» **WORK ITEM**: Copy out all of the data below exactly, so that no word differs from the original.

» **RECORDS FOR PROCESSING**:
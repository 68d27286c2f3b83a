//! CLI argument definitions using clap derive API

use clap::{Args, Parser, Subcommand, ValueEnum};

/// Modeltable - query tables, views and versioned models as one relational surface
#[derive(Parser, Debug)]
#[command(name = "mt")]
#[command(author, version, about, long_about = None)]
pub struct Cli {
    /// Global options
    #[command(flatten)]
    pub global: GlobalArgs,

    /// Subcommand to execute
    #[command(subcommand)]
    pub command: Commands,
}

/// Global arguments available to all commands
#[derive(Args, Debug, Clone)]
pub struct GlobalArgs {
    /// Enable verbose output
    #[arg(short, long, global = true)]
    pub verbose: bool,

    /// Directory containing modeltable.yml
    #[arg(short = 'd', long, global = true, default_value = ".")]
    pub project_dir: String,

    /// Override config file path
    #[arg(short, long, global = true, env = "MT_CONFIG")]
    pub config: Option<String>,
}

/// Available subcommands
#[derive(Subcommand, Debug)]
pub enum Commands {
    /// Run SQL and print the result of the last statement
    Query(QueryArgs),

    /// Show the columns of a table, view, predictor or system table
    Describe(DescribeArgs),

    /// Manage models and their versions
    Models(ModelsArgs),

    /// Manage scheduled jobs
    Jobs(JobsArgs),

    /// Manage views
    Views(ViewsArgs),

    /// Run the job scheduler
    Scheduler(SchedulerArgs),
}

/// Arguments for the query command
#[derive(Args, Debug)]
pub struct QueryArgs {
    /// SQL text; several statements may be separated by `;`
    pub sql: String,

    /// Project for unqualified identifiers (default: config default_project)
    #[arg(short, long)]
    pub project: Option<String>,

    /// Output format
    #[arg(short, long, value_enum, default_value = "table")]
    pub output: OutputFormat,
}

/// Arguments for the describe command
#[derive(Args, Debug)]
pub struct DescribeArgs {
    /// Relation name, e.g. `files.orders`, `my_model.2` or `models`
    pub relation: String,

    /// Project for unqualified identifiers (default: config default_project)
    #[arg(short, long)]
    pub project: Option<String>,
}

/// Result output formats
#[derive(ValueEnum, Debug, Clone, Copy, PartialEq, Eq)]
pub enum OutputFormat {
    /// Aligned text table
    Table,
    /// JSON array of row objects
    Json,
}

/// Arguments for the models command
#[derive(Args, Debug)]
pub struct ModelsArgs {
    #[command(subcommand)]
    pub command: ModelCommands,
}

/// Model subcommands
#[derive(Subcommand, Debug)]
pub enum ModelCommands {
    /// List models, or every version with --versions
    List(ModelListArgs),

    /// Create a model and train its first version
    Create(ModelTrainArgs),

    /// Train a new version; unset settings come from the active version
    Retrain(ModelTrainArgs),

    /// Make a completed version the active one
    Activate(ModelVersionArgs),

    /// Delete a version that is neither active nor training
    DeleteVersion(ModelVersionArgs),

    /// Drop a model with all of its versions
    Drop(ModelNameArgs),
}

/// Arguments for models list
#[derive(Args, Debug)]
pub struct ModelListArgs {
    /// Only models of this project
    #[arg(short, long)]
    pub project: Option<String>,

    /// Show every version instead of one line per model
    #[arg(long)]
    pub versions: bool,
}

/// Arguments for models create and retrain
#[derive(Args, Debug)]
pub struct ModelTrainArgs {
    /// Model name
    pub name: String,

    /// Project of the model (default: config default_project)
    #[arg(short, long)]
    pub project: Option<String>,

    /// Column to predict
    #[arg(long)]
    pub predict: Option<String>,

    /// ML engine (default: the registry default)
    #[arg(long)]
    pub engine: Option<String>,

    /// Query producing the training data
    #[arg(long = "from")]
    pub training_query: Option<String>,

    /// Free-text tag stored on the version
    #[arg(long)]
    pub tag: Option<String>,

    /// Engine option as KEY=VALUE; repeatable
    #[arg(long = "option", value_name = "KEY=VALUE", value_parser = parse_key_value)]
    pub options: Vec<(String, String)>,

    /// Keep the current active version when training completes
    #[arg(long)]
    pub no_activate: bool,
}

/// A model version
#[derive(Args, Debug)]
pub struct ModelVersionArgs {
    /// Model name
    pub name: String,

    /// Version number
    pub version: u32,

    /// Project of the model (default: config default_project)
    #[arg(short, long)]
    pub project: Option<String>,
}

/// A model
#[derive(Args, Debug)]
pub struct ModelNameArgs {
    /// Model name
    pub name: String,

    /// Project of the model (default: config default_project)
    #[arg(short, long)]
    pub project: Option<String>,
}

/// Arguments for the jobs command
#[derive(Args, Debug)]
pub struct JobsArgs {
    #[command(subcommand)]
    pub command: JobCommands,
}

/// Job subcommands
#[derive(Subcommand, Debug)]
pub enum JobCommands {
    /// List job definitions
    List(ProjectFilterArgs),

    /// Show the run history
    History(JobHistoryArgs),

    /// Create a job
    Create(JobCreateArgs),

    /// Drop a job; its history is kept
    Drop(JobNameArgs),

    /// Resume scheduling a job
    Activate(JobNameArgs),

    /// Stop scheduling a job without dropping it
    Deactivate(JobNameArgs),
}

/// Optional project narrowing for listing commands
#[derive(Args, Debug)]
pub struct ProjectFilterArgs {
    /// Only entries of this project
    #[arg(short, long)]
    pub project: Option<String>,
}

/// Arguments for jobs history
#[derive(Args, Debug)]
pub struct JobHistoryArgs {
    /// Only runs of this job
    pub name: Option<String>,

    /// Only runs in this project
    #[arg(short, long)]
    pub project: Option<String>,
}

/// Arguments for jobs create
#[derive(Args, Debug)]
pub struct JobCreateArgs {
    /// Job name
    pub name: String,

    /// SQL to run; may use {{START_DATETIME}} and {{PREVIOUS_START_DATETIME}}
    pub query: String,

    /// Project of the job (default: config default_project)
    #[arg(short, long)]
    pub project: Option<String>,

    /// First run, `YYYY-MM-DD HH:MM:SS` (default: now)
    #[arg(long)]
    pub start_at: Option<String>,

    /// No runs after this time
    #[arg(long)]
    pub end_at: Option<String>,

    /// Recurrence such as "every 2 hours"; omit to run once
    #[arg(long)]
    pub every: Option<String>,
}

/// A job
#[derive(Args, Debug)]
pub struct JobNameArgs {
    /// Job name
    pub name: String,

    /// Project of the job (default: config default_project)
    #[arg(short, long)]
    pub project: Option<String>,
}

/// Arguments for the views command
#[derive(Args, Debug)]
pub struct ViewsArgs {
    #[command(subcommand)]
    pub command: ViewCommands,
}

/// View subcommands
#[derive(Subcommand, Debug)]
pub enum ViewCommands {
    /// List views
    List(ProjectFilterArgs),

    /// Create a view from a query
    Create(ViewCreateArgs),

    /// Drop a view
    Drop(ViewNameArgs),
}

/// Arguments for views create
#[derive(Args, Debug)]
pub struct ViewCreateArgs {
    /// View name
    pub name: String,

    /// Defining query
    pub query: String,

    /// Project of the view (default: config default_project)
    #[arg(short, long)]
    pub project: Option<String>,
}

/// A view
#[derive(Args, Debug)]
pub struct ViewNameArgs {
    /// View name
    pub name: String,

    /// Project of the view (default: config default_project)
    #[arg(short, long)]
    pub project: Option<String>,
}

/// Arguments for the scheduler command
#[derive(Args, Debug)]
pub struct SchedulerArgs {
    /// Check the timetable once and exit
    #[arg(long)]
    pub once: bool,

    /// Seconds between ticks (default: config scheduler.interval_secs)
    #[arg(long)]
    pub interval: Option<u64>,
}

/// Split `KEY=VALUE`
fn parse_key_value(raw: &str) -> Result<(String, String), String> {
    match raw.split_once('=') {
        Some((key, value)) if !key.trim().is_empty() => {
            Ok((key.trim().to_string(), value.to_string()))
        }
        _ => Err(format!("expected KEY=VALUE, got '{raw}'")),
    }
}

#[cfg(test)]
#[path = "cli_test.rs"]
mod tests;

» **WRITTEN SOLUTION**:
repository 68d27286c2f3b83a
//! CLI argument definitions using clap derive API

use clap::{Args, Parser, Subcommand, ValueEnum};

/// Modeltable - query tables, views and versioned models as one relational surface
#[derive(Parser, Debug)]
#[command(name = "mt")]
#[command(author, version, about, long_about = None)]
pub struct Cli {
    /// Global options
    #[command(flatten)]
    pub global: GlobalArgs,

    /// Subcommand to execute
    #[command(subcommand)]
    pub command: Commands,
}

/// Global arguments available to all commands
#[derive(Args, Debug, Clone)]
pub struct GlobalArgs {
    /// Enable verbose output
    #[arg(short, long, global = true)]
    pub verbose: bool,

    /// Directory containing modeltable.yml
    #[arg(short = 'd', long, global = true, default_value = ".")]
    pub project_dir: String,

    /// Override config file path
    #[arg(short, long, global = true, env = "MT_CONFIG")]
    pub config: Option<String>,
}

/// Available subcommands
#[derive(Subcommand, Debug)]
pub enum Commands {
    /// Run SQL and print the result of the last statement
    Query(QueryArgs),

    /// Show the columns of a table, view, predictor or system table
    Describe(DescribeArgs),

    /// Manage models and their versions
    Models(ModelsArgs),

    /// Manage scheduled jobs
    Jobs(JobsArgs),

    /// Manage views
    Views(ViewsArgs),

    /// Run the job scheduler
    Scheduler(SchedulerArgs),
}

/// Arguments for the query command
#[derive(Args, Debug)]
pub struct QueryArgs {
    /// SQL text; several statements may be separated by `;`
    pub sql: String,

    /// Project for unqualified identifiers (default: config default_project)
    #[arg(short, long)]
    pub project: Option<String>,

    /// Output format
    #[arg(short, long, value_enum, default_value = "table")]
    pub output: OutputFormat,
}

/// Arguments for the describe command
#[derive(Args, Debug)]
pub struct DescribeArgs {
    /// Relation name, e.g. `files.orders`, `my_model.2` or `models`
    pub relation: String,

    /// Project for unqualified identifiers (default: config default_project)
    #[arg(short, long)]
    pub project: Option<String>,
}

/// Result output formats
#[derive(ValueEnum, Debug, Clone, Copy, PartialEq, Eq)]
pub enum OutputFormat {
    /// Aligned text table
    Table,
    /// JSON array of row objects
    Json,
}

/// Arguments for the models command
#[derive(Args, Debug)]
pub struct ModelsArgs {
    #[command(subcommand)]
    pub command: ModelCommands,
}

/// Model subcommands
#[derive(Subcommand, Debug)]
pub enum ModelCommands {
    /// List models, or every version with --versions
    List(ModelListArgs),

    /// Create a model and train its first version
    Create(ModelTrainArgs),

    /// Train a new version; unset settings come from the active version
    Retrain(ModelTrainArgs),

    /// Make a completed version the active one
    Activate(ModelVersionArgs),

    /// Delete a version that is neither active nor training
    DeleteVersion(ModelVersionArgs),

    /// Drop a model with all of its versions
    Drop(ModelNameArgs),
}

/// Arguments for models list
#[derive(Args, Debug)]
pub struct ModelListArgs {
    /// Only models of this project
    #[arg(short, long)]
    pub project: Option<String>,

    /// Show every version instead of one line per model
    #[arg(long)]
    pub versions: bool,
}

/// Arguments for models create and retrain
#[derive(Args, Debug)]
pub struct ModelTrainArgs {
    /// Model name
    pub name: String,

    /// Project of the model (default: config default_project)
    #[arg(short, long)]
    pub project: Option<String>,

    /// Column to predict
    #[arg(long)]
    pub predict: Option<String>,

    /// ML engine (default: the registry default)
    #[arg(long)]
    pub engine: Option<String>,

    /// Query producing the training data
    #[arg(long = "from")]
    pub training_query: Option<String>,

    /// Free-text tag stored on the version
    #[arg(long)]
    pub tag: Option<String>,

    /// Engine option as KEY=VALUE; repeatable
    #[arg(long = "option", value_name = "KEY=VALUE", value_parser = parse_key_value)]
    pub options: Vec<(String, String)>,

    /// Keep the current active version when training completes
    #[arg(long)]
    pub no_activate: bool,
}

/// A model version
#[derive(Args, Debug)]
pub struct ModelVersionArgs {
    /// Model name
    pub name: String,

    /// Version number
    pub version: u32,

    /// Project of the model (default: config default_project)
    #[arg(short, long)]
    pub project: Option<String>,
}

/// A model
#[derive(Args, Debug)]
pub struct ModelNameArgs {
    /// Model name
    pub name: String,

    /// Project of the model (default: config default_project)
    #[arg(short, long)]
    pub project: Option<String>,
}

/// Arguments for the jobs command
#[derive(Args, Debug)]
pub struct JobsArgs {
    #[command(subcommand)]
    pub command: JobCommands,
}

/// Job subcommands
#[derive(Subcommand, Debug)]
pub enum JobCommands {
    /// List job definitions
    List(ProjectFilterArgs),

    /// Show the run history
    History(JobHistoryArgs),

    /// Create a job
    Create(JobCreateArgs),

    /// Drop a job; its history is kept
    Drop(JobNameArgs),

    /// Resume scheduling a job
    Activate(JobNameArgs),

    /// Stop scheduling a job without dropping it
    Deactivate(JobNameArgs),
}

/// Optional project narrowing for listing commands
#[derive(Args, Debug)]
pub struct ProjectFilterArgs {
    /// Only entries of this project
    #[arg(short, long)]
    pub project: Option<String>,
}

/// Arguments for jobs history
#[derive(Args, Debug)]
pub struct JobHistoryArgs {
    /// Only runs of this job
    pub name: Option<String>,

    /// Only runs in this project
    #[arg(short, long)]
    pub project: Option<String>,
}

/// Arguments for jobs create
#[derive(Args, Debug)]
pub struct JobCreateArgs {
    /// Job name
    pub name: String,

    /// SQL to run; may use {{START_DATETIME}} and {{PREVIOUS_START_DATETIME}}
    pub query: String,

    /// Project of the job (default: config default_project)
    #[arg(short, long)]
    pub project: Option<String>,

    /// First run, `YYYY-MM-DD HH:MM:SS` (default: now)
    #[arg(long)]
    pub start_at: Option<String>,

    /// No runs after this time
    #[arg(long)]
    pub end_at: Option<String>,

    /// Recurrence such as "every 2 hours"; omit to run once
    #[arg(long)]
    pub every: Option<String>,
}

/// A job
#[derive(Args, Debug)]
pub struct JobNameArgs {
    /// Job name
    pub name: String,

    /// Project of the job (default: config default_project)
    #[arg(short, long)]
    pub project: Option<String>,
}

/// Arguments for the views command
#[derive(Args, Debug)]
pub struct ViewsArgs {
    #[command(subcommand)]
    pub command: ViewCommands,
}

/// View subcommands
#[derive(Subcommand, Debug)]
pub enum ViewCommands {
    /// List views
    List(ProjectFilterArgs),

    /// Create a view from a query
    Create(ViewCreateArgs),

    /// Drop a view
    Drop(ViewNameArgs),
}

/// Arguments for views create
#[derive(Args, Debug)]
pub struct ViewCreateArgs {
    /// View name
    pub name: String,

    /// Defining query
    pub query: String,

    /// Project of the view (default: config default_project)
    #[arg(short, long)]
    pub project: Option<String>,
}

/// A view
#[derive(Args, Debug)]
pub struct ViewNameArgs {
    /// View name
    pub name: String,

    /// Project of the view (default: config default_project)
    #[arg(short, long)]
    pub project: Option<String>,
}

/// Arguments for the scheduler command
#[derive(Args, Debug)]
pub struct SchedulerArgs {
    /// Check the timetable once and exit
    #[arg(long)]
    pub once: bool,

    /// Seconds between ticks (default: config scheduler.interval_secs)
    #[arg(long)]
    pub interval: Option<u64>,
}

/// Split `KEY=VALUE`
fn parse_key_value(raw: &str) -> Result<(String, String), String> {
    match raw.split_once('=') {
        Some((key, value)) if !key.trim().is_empty() => {
            Ok((key.trim().to_string(), value.to_string()))
        }
        _ => Err(format!("expected KEY=VALUE, got '{raw}'")),
    }
}

#[cfg(test)]
#[path = "cli_test.rs"]
mod tests;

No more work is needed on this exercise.